«Москва, спаленная пожаром». Первопрестольная в 1812 году - Васькин Александр Анатольевич. Страница 48

«Москва, спаленная пожаром». Первопрестольная в 1812 году - i_098.jpg

Пожар Москвы в 1812 году. Худ. И.А. Клейн. 1830 г.

Жил здесь и генерал-майор К.К. Торкель, немец по рождению, «который вышел в отставку после долголетней службы при императрице Екатерине. Эти несчастные потеряли все, и у них остались только солдатские шинели, в которые они кутались».
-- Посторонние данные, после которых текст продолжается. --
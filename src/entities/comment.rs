use chrono::{DateTime, Utc};
use serde::{Deserialize, Serialize};

use super::{null_as_default, timestamp};
use crate::error::AppResult;
use crate::infrastructure::database::Document;

/// A comment under an article. Immutable once written.
#[derive(Debug, Clone, Default, PartialEq, Serialize, Deserialize)]
#[serde(default)]
pub struct Comment {
    /// Store-generated key; not part of the stored fields.
    #[serde(skip_serializing_if = "String::is_empty", deserialize_with = "null_as_default")]
    pub id: String,
    #[serde(deserialize_with = "null_as_default")]
    pub user_id: String,
    #[serde(deserialize_with = "null_as_default")]
    pub text: String,
    #[serde(with = "timestamp")]
    pub created_at: DateTime<Utc>,
}

impl Comment {
    pub fn new(user_id: &str, text: &str, created_at: DateTime<Utc>) -> Self {
        Self {
            id: String::new(),
            user_id: user_id.to_string(),
            text: text.to_string(),
            created_at,
        }
    }

    pub fn from_document(document: &Document) -> AppResult<Self> {
        let mut comment: Comment = document.decode()?;
        comment.id = document.id.clone();
        Ok(comment)
    }
}

#[cfg(test)]
mod tests {
    use super::*;
    use crate::infrastructure::database::to_fields;

    #[test]
    fn test_stored_fields_omit_empty_id() {
        let comment = Comment::new("alice", "Nice post", Utc::now());
        let fields = to_fields(&comment).unwrap();
        assert!(!fields.contains_key("id"));

        let decoded = Comment::from_document(&Document {
            id: "c1".to_string(),
            fields,
        })
        .unwrap();
        assert_eq!(decoded.id, "c1");
        assert_eq!(decoded.user_id, "alice");
    }
}
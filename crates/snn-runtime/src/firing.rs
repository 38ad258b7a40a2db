//! Firing tables (D1/D2) and their millisecond-indexed time tables.
//!
//! `firing_table_d{1,2}` are flat, monotonically-appended arrays of neuron
//! ids; `time_table_d{1,2}` record, at index `ms + max_delay + 1`, the
//! cumulative spike count through tick `ms` of the current second. The
//! difference between two consecutive entries is the spike count emitted
//! during that tick.

use crate::error::*;

/// D1/D2 firing tables plus their time-table indices, and the lifetime
/// spike counters the spec requires to be scoped into the simulation
/// context rather than held as process-wide globals.
#[derive(Debug, Clone)]
pub struct FiringTables {
    max_delay: u32,
    max_spikes_d1: u32,
    max_spikes_d2: u32,

    firing_table_d1: Vec<u32>,
    firing_table_d2: Vec<u32>,

    /// `time_table_d{1,2}[0..=1000+max_delay]`; index 0 is always 0.
    time_table_d1: Vec<u32>,
    time_table_d2: Vec<u32>,

    cursor_d1: u32,
    cursor_d2: u32,

    spike_count_d1_sec: u32,
    spike_count_d2_sec: u32,

    /// Total D1 spikes ever recorded, accumulated across seconds.
    pub spike_count_d1_lifetime: u64,
    /// Total D2 spikes ever recorded, accumulated across seconds.
    pub spike_count_d2_lifetime: u64,
}

impl FiringTables {
    /// Allocate empty tables sized for the given per-second capacities and
    /// network-wide maximum delay.
    pub fn new(max_delay: u32, max_spikes_d1: u32, max_spikes_d2: u32) -> Self {
        let table_len = (1001 + max_delay) as usize;
        Self {
            max_delay,
            max_spikes_d1,
            max_spikes_d2,
            firing_table_d1: vec![0; max_spikes_d1 as usize],
            firing_table_d2: vec![0; max_spikes_d2 as usize],
            time_table_d1: vec![0; table_len],
            time_table_d2: vec![0; table_len],
            cursor_d1: 0,
            cursor_d2: 0,
            spike_count_d1_sec: 0,
            spike_count_d2_sec: 0,
            spike_count_d1_lifetime: 0,
            spike_count_d2_lifetime: 0,
        }
    }

    /// Append a fired neuron to the D1 (unit-delay) table.
    pub fn push_d1(&mut self, tick: u32, neuron_id: u32) -> Result<()> {
        if self.cursor_d1 >= self.max_spikes_d1 {
            return Err(RuntimeError::FireUpdateOverflowD1 {
                tick,
                capacity: self.max_spikes_d1,
            });
        }
        self.firing_table_d1[self.cursor_d1 as usize] = neuron_id;
        self.cursor_d1 += 1;
        Ok(())
    }

    /// Append a fired neuron to the D2 (multi-delay) table.
    pub fn push_d2(&mut self, tick: u32, neuron_id: u32) -> Result<()> {
        if self.cursor_d2 >= self.max_spikes_d2 {
            return Err(RuntimeError::FireUpdateOverflowD2 {
                tick,
                capacity: self.max_spikes_d2,
            });
        }
        self.firing_table_d2[self.cursor_d2 as usize] = neuron_id;
        self.cursor_d2 += 1;
        Ok(())
    }

    /// `UPDATE_TIME_TABLE`: record the running totals for tick `ms`
    /// (`simTime mod 1000`) into both time tables.
    pub fn update_time_table(&mut self, ms: u32) {
        let idx = (ms + self.max_delay + 1) as usize;
        self.time_table_d1[idx] = self.cursor_d1;
        self.time_table_d2[idx] = self.cursor_d2;
    }

    /// Spikes recorded into D1 during tick `ms` of the current second.
    pub fn spikes_at_d1(&self, ms: u32) -> &[u32] {
        let lo = self.time_table_d1[(ms + self.max_delay) as usize] as usize;
        let hi = self.time_table_d1[(ms + self.max_delay + 1) as usize] as usize;
        &self.firing_table_d1[lo..hi]
    }

    /// Spikes recorded into D2 with firing tick `ms` of the current second
    /// (the D2 delivery path scans this per active delay).
    pub fn spikes_at_d2(&self, ms: u32) -> &[u32] {
        self.spikes_at_d2_rel(ms as i64)
    }

    /// Spikes recorded into D2 at firing tick `rel` relative to the start of
    /// the current second, where `rel` may be negative (`-max_delay..0`) to
    /// reach into the previous second's carry-over region
    /// (`timeTableD2[0..maxDelay]`, see spec.md §3/§4.3). The D2 delivery
    /// path uses this for `rel = ms - d` when the firing tick of an active
    /// delay `d` falls before the current second started.
    pub fn spikes_at_d2_rel(&self, rel: i64) -> &[u32] {
        let idx = (rel + self.max_delay as i64) as usize;
        let lo = self.time_table_d2[idx] as usize;
        let hi = self.time_table_d2[idx + 1] as usize;
        &self.firing_table_d2[lo..hi]
    }

    /// `SHIFT_FIRING_TABLE` + `SHIFT_TIME_TABLE`: run at the boundary
    /// between seconds (every 1000 ticks). Compacts D2's residual carry-over
    /// to the front of the buffer, shifts both time tables' carry-over
    /// region, resets the per-second counters, and folds the just-finished
    /// second's counts into the lifetime totals.
    pub fn second_boundary_compact(&mut self) {
        let max_delay = self.max_delay as usize;

        let residual_start = self.time_table_d2[999] as usize;
        let residual_end = self.time_table_d2[999 + max_delay + 1] as usize;
        self.firing_table_d2
            .copy_within(residual_start..residual_end, 0);

        for i in 1..=max_delay {
            self.time_table_d2[i] = self.time_table_d2[1000 + i] - self.time_table_d2[1000];
            self.time_table_d1[i] = self.time_table_d1[1000 + i] - self.time_table_d1[1000];
        }

        // Lifetime accumulation uses the pre-reset per-second counts.
        self.spike_count_d1_lifetime += self.cursor_d1 as u64;
        self.spike_count_d2_lifetime += self.cursor_d2 as u64;

        // D1 has no carried-over copy step (see spec §4.8/§9): any D1 spike
        // recorded on the final tick of the second that would have
        // delivered into the next second is dropped, not migrated.
        self.time_table_d1[max_delay] = 0;
        self.spike_count_d1_sec = 0;
        self.spike_count_d2_sec = self.time_table_d2[max_delay];

        self.cursor_d1 = 0;
        self.cursor_d2 = residual_end.saturating_sub(residual_start) as u32;

        for entry in self.time_table_d1.iter_mut().skip(max_delay + 1) {
            *entry = 0;
        }
        for entry in self.time_table_d2.iter_mut().skip(max_delay + 1) {
            *entry = 0;
        }
    }

    /// D1 spikes recorded so far this second.
    pub fn spike_count_d1_sec(&self) -> u32 {
        self.spike_count_d1_sec.max(self.cursor_d1)
    }

    /// D2 spikes recorded so far this second.
    pub fn spike_count_d2_sec(&self) -> u32 {
        self.spike_count_d2_sec.max(self.cursor_d2)
    }

    /// Network-wide maximum delay these tables were sized for.
    pub fn max_delay(&self) -> u32 {
        self.max_delay
    }
}

#[cfg(test)]
mod tests {
    use super::*;

    #[test]
    fn test_push_and_time_table_single_tick() {
        let mut tables = FiringTables::new(1, 16, 16);
        tables.push_d1(0, 7).unwrap();
        tables.push_d1(0, 9).unwrap();
        tables.update_time_table(0);
        assert_eq!(tables.spikes_at_d1(0), &[7, 9]);
    }

    #[test]
    fn test_d1_overflow() {
        let mut tables = FiringTables::new(1, 4, 16);
        for _ in 0..4 {
            tables.push_d1(0, 1).unwrap();
        }
        let err = tables.push_d1(0, 1).unwrap_err();
        assert!(matches!(err, RuntimeError::FireUpdateOverflowD1 { .. }));
    }

    #[test]
    fn test_d2_overflow() {
        let mut tables = FiringTables::new(5, 16, 2);
        tables.push_d2(0, 1).unwrap();
        tables.push_d2(0, 2).unwrap();
        let err = tables.push_d2(0, 3).unwrap_err();
        assert!(matches!(err, RuntimeError::FireUpdateOverflowD2 { .. }));
    }

    #[test]
    fn test_second_boundary_compaction_literal_scenario() {
        let max_delay = 20;
        let mut tables = FiringTables::new(max_delay, 10_000, 10_000);

        for ms in 0..1000u32 {
            match ms {
                985 => tables.push_d2(ms, 101).unwrap(),
                990 => tables.push_d2(ms, 102).unwrap(),
                995 => tables.push_d2(ms, 103).unwrap(),
                _ => {}
            }
            tables.update_time_table(ms);
        }

        tables.second_boundary_compact();

        assert_eq!(&tables.firing_table_d2[0..3], &[101, 102, 103]);
        for i in 0..max_delay {
            let count = tables.time_table_d2[(i + 1) as usize] - tables.time_table_d2[i as usize];
            assert!(count <= 1);
        }
    }

    #[test]
    fn test_spikes_at_d2_rel_reaches_into_carry_over() {
        let max_delay = 4;
        let mut tables = FiringTables::new(max_delay, 1_000, 1_000);
        for ms in 0..1000u32 {
            match ms {
                998 => tables.push_d2(ms, 998).unwrap(),
                999 => tables.push_d2(ms, 999).unwrap(),
                _ => {}
            }
            tables.update_time_table(ms);
        }
        tables.second_boundary_compact();
        // ms=998 and ms=999 of the finished second are now reachable as
        // rel=-2 and rel=-1 of the new second.
        assert_eq!(tables.spikes_at_d2_rel(-2), &[998]);
        assert_eq!(tables.spikes_at_d2_rel(-1), &[999]);
    }

    #[test]
    fn test_time_table_monotone_nondecreasing_within_second() {
        let mut tables = FiringTables::new(2, 1_000, 1_000);
        for ms in 0..1000u32 {
            if ms % 7 == 0 {
                tables.push_d2(ms, ms).unwrap();
            }
            tables.update_time_table(ms);
        }
        let max_delay = 2usize;
        for i in max_delay..(1000 + max_delay) {
            assert!(tables.time_table_d2[i] <= tables.time_table_d2[i + 1]);
        }
        assert_eq!(tables.time_table_d1[0], 0);
        assert_eq!(tables.time_table_d2[0], 0);
    }
}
Москвичи победнее вынуждены были пережидать эти ужасные дни под открытым небом: «А в четверг, 5-го числа, запылала Покровка, Мясницкая, Сретенка, Труба, Петровка, Дмитровка, Тверская, Неглинная и другие смежные с ними улицы. Мы, с прочими местными жителями, в числе, наглядно, до пяти тысяч, выгнанные повсюдным огнем, провели эту страшную ночь без сна, под открытым небом, расположившись табором невдалеке от самотечного канала. Тут были все возрасты, от стариков до грудных младенцев. Сначала мы расселись было далеконько от канала, но вскоре загоревшаяся за ними передняя линия деревянных домов стала нас обдавать жаром, и мы все переместились уже к самой набережной канала. Занятая нами ложбинная местность представляла тогда поразительное зрелище сплошных пожаров, раскинутых панорамою по отдаленным возвышенностям. То там, то там происходят по временам взрывы хранившегося для охоты пороха, предшествуемые черными клубами дыма и сопровождаемые огненными столбами; там загоревшиеся склады спирта озаряют окрестность газовым светом, падения с грохотом подгоревших крыш на больших зданиях разносят тучами, подобно дождю, огненные галки, там, на видимых за Самотекой окраинах столицы, в Ямской, горят красным огнем запасы дегтя, картина неповторимая: страшная картина ада! Горят дома, горят церкви, колокольни. При нас загорелось в колокольне Высокопетровского монастыря; долго в ней горело; наконец, среди полуночной тишины раздался громоподобный удар: оборвался и загремел в падении большой колокол… Время было уже за полночь. Вдруг слышим, на конце народного сиденья поднялась тревога: явились два запоздалые пьяные поляка, вроде пана Капычинского, и начали шуметь и обирать кого попало. Женщины встревожились, поднялся плач испуганных детей. Соседние с ними мужчины поднялись, пошептались между собой, подошли к мародерам сзади, хватили их булыжником и тут же убитых затоптали в земляную канавку; управившись с недобрым делом, они, потряхивая оторванным капюшоном с шинели одного из этих несчастных, говорили, смеясь: «Вот только от буянов и осталось!» Теперь страшно и вообразить эту сцену публичного убийства; а тогда всем казалось, что так и надо!» [134]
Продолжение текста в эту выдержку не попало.